* _Data for processing_:
· · ·
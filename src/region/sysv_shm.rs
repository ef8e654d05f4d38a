use std::ffi::c_void;
use std::ptr::NonNull;

use log::debug;
use nix::sys::mman;

use super::Protection;
use crate::{Error, Result};

/// A System V shared memory segment attached to the process.
///
/// The segment is created with `IPC_PRIVATE` — no key, no rendezvous with
/// other processes — and marked for removal (`IPC_RMID`) right after the
/// attach succeeds. The id disappears from the system immediately and the
/// kernel reaps the memory when the last attach goes away, so a probe that
/// faults mid-execution cannot leak a segment.
///
/// System V attaches carry read-write protection; the one kernel-side knob
/// is `SHM_EXEC`, which [`SysvSegment::create`] applies when the requested
/// [`Protection`] has the execute bit. Finer transitions go through
/// [`SysvSegment::protect`], which is plain `mprotect` on the attached pages
/// (`shmat` returns them page-aligned).
pub struct SysvSegment {
    id: libc::c_int,
    ptr: NonNull<c_void>,
    len: usize,
}

impl SysvSegment {
    /// Create a private segment of `len` bytes, attach it, and mark it for
    /// removal.
    ///
    /// With `Protection::EXECUTE`, the attach uses `SHM_EXEC`; the segment is
    /// then created with owner execute permission (mode 0700), which the
    /// kernel requires for an executable attach.
    ///
    /// # Errors
    /// Returns [`Error::EmptyRegion`] for a zero length and [`Error::Os`]
    /// naming whichever of `shmget`, `shmat`, or `shmctl` failed.
    pub fn create(len: usize, prot: Protection) -> Result<SysvSegment> {
        if len == 0 {
            return Err(Error::EmptyRegion);
        }
        let executable = prot.executable();
        let mode = if executable { 0o700 } else { 0o600 };

        let id = unsafe { libc::shmget(libc::IPC_PRIVATE, len, libc::IPC_CREAT | mode) };
        if id == -1 {
            return Err(Error::last_os("shmget"));
        }

        let flags = if executable { libc::SHM_EXEC } else { 0 };
        let ptr = unsafe { libc::shmat(id, std::ptr::null(), flags) };
        if ptr as isize == -1 {
            let error = Error::last_os("shmat");
            unsafe { libc::shmctl(id, libc::IPC_RMID, std::ptr::null_mut()) };
            return Err(error);
        }

        // Retire the id now; the memory lives only as long as the attach.
        if unsafe { libc::shmctl(id, libc::IPC_RMID, std::ptr::null_mut()) } == -1 {
            let error = Error::last_os("shmctl");
            unsafe { libc::shmdt(ptr) };
            return Err(error);
        }

        debug!("sysv segment {id} attached at {ptr:p} ({prot})");
        Ok(SysvSegment {
            id,
            // shmat never returns null on success.
            ptr: NonNull::new(ptr).ok_or(Error::last_os("shmat"))?,
            len,
        })
    }

    /// Change the protection of the attached pages in place.
    ///
    /// # Errors
    /// Returns [`Error::Os`] when the kernel rejects the change.
    pub fn protect(&mut self, prot: Protection) -> Result<()> {
        debug!("re-protecting segment {} at {:p} to {prot}", self.id, self.ptr.as_ptr());
        unsafe { mman::mprotect(self.ptr, self.len, prot.into()) }
            .map_err(|errno| Error::os("mprotect", errno))
    }

    /// Copy `bytes` to the start of the segment.
    ///
    /// # Panics
    /// Panics if `bytes` does not fit in the segment.
    pub fn copy_from_slice(&mut self, bytes: &[u8]) {
        assert!(bytes.len() <= self.len);
        unsafe {
            std::ptr::copy_nonoverlapping(bytes.as_ptr(), self.ptr.as_ptr().cast(), bytes.len());
        }
    }

    /// Start of the attached segment.
    #[must_use]
    pub fn as_ptr(&self) -> *const u8 {
        self.ptr.as_ptr().cast()
    }

    /// Length of the segment in bytes.
    #[must_use]
    pub fn len(&self) -> usize {
        self.len
    }

    /// Whether the segment is empty. It never is; `create` rejects that.
    #[must_use]
    pub fn is_empty(&self) -> bool {
        self.len == 0
    }

    /// The segment id, already marked for removal.
    #[must_use]
    pub fn id(&self) -> libc::c_int {
        self.id
    }
}

impl Drop for SysvSegment {
    fn drop(&mut self) {
        // Last detach; the RMID from `create` lets the kernel reap the
        // segment here.
        if unsafe { libc::shmdt(self.ptr.as_ptr()) } == -1 {
            debug!("shmdt failed during drop: {}", std::io::Error::last_os_error());
        }
    }
}

#[cfg(test)]
mod tests {
    use super::*;

    #[test]
    fn round_trips_bytes_through_the_segment() {
        let mut segment = SysvSegment::create(64, Protection::RW).unwrap();
        segment.copy_from_slice(&[9, 8, 7]);

        let copied = unsafe { std::slice::from_raw_parts(segment.as_ptr(), 3) };
        assert_eq!(copied, &[9, 8, 7]);
    }

    #[test]
    fn the_segment_is_destroyed_after_drop() {
        let segment = SysvSegment::create(32, Protection::RW).unwrap();
        let id = segment.id();
        let ptr = segment.as_ptr();
        drop(segment);

        // The drop was the last detach, so the RMID from create has taken
        // effect: the id no longer names a segment and the pages are gone.
        let attach = unsafe { libc::shmat(id, std::ptr::null(), 0) };
        assert_eq!(attach as isize, -1);
        let detached = unsafe { libc::shmdt(ptr.cast()) };
        assert_eq!(detached, -1);
    }

    #[test]
    fn rejects_empty_segments() {
        assert!(matches!(
            SysvSegment::create(0, Protection::RW),
            Err(Error::EmptyRegion)
        ));
    }
}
· · ·
* _What you should do_:
The response should hold exactly the lines starting at the line with "use nix::sys::mman;" and ending at the line with "a zero length", and no other line of the material above.

* _Response for this exercise_:
use nix::sys::mman;

use super::Protection;
use crate::{Error, Result};

/// A System V shared memory segment attached to the process.
///
/// The segment is created with `IPC_PRIVATE` — no key, no rendezvous with
/// other processes — and marked for removal (`IPC_RMID`) right after the
/// attach succeeds. The id disappears from the system immediately and the
/// kernel reaps the memory when the last attach goes away, so a probe that
/// faults mid-execution cannot leak a segment.
///
/// System V attaches carry read-write protection; the one kernel-side knob
/// is `SHM_EXEC`, which [`SysvSegment::create`] applies when the requested
/// [`Protection`] has the execute bit. Finer transitions go through
/// [`SysvSegment::protect`], which is plain `mprotect` on the attached pages
/// (`shmat` returns them page-aligned).
pub struct SysvSegment {
    id: libc::c_int,
    ptr: NonNull<c_void>,
    len: usize,
}

impl SysvSegment {
    /// Create a private segment of `len` bytes, attach it, and mark it for
    /// removal.
    ///
    /// With `Protection::EXECUTE`, the attach uses `SHM_EXEC`; the segment is
    /// then created with owner execute permission (mode 0700), which the
    /// kernel requires for an executable attach.
    ///
    /// # Errors
    /// Returns [`Error::EmptyRegion`] for a zero length and [`Error::Os`]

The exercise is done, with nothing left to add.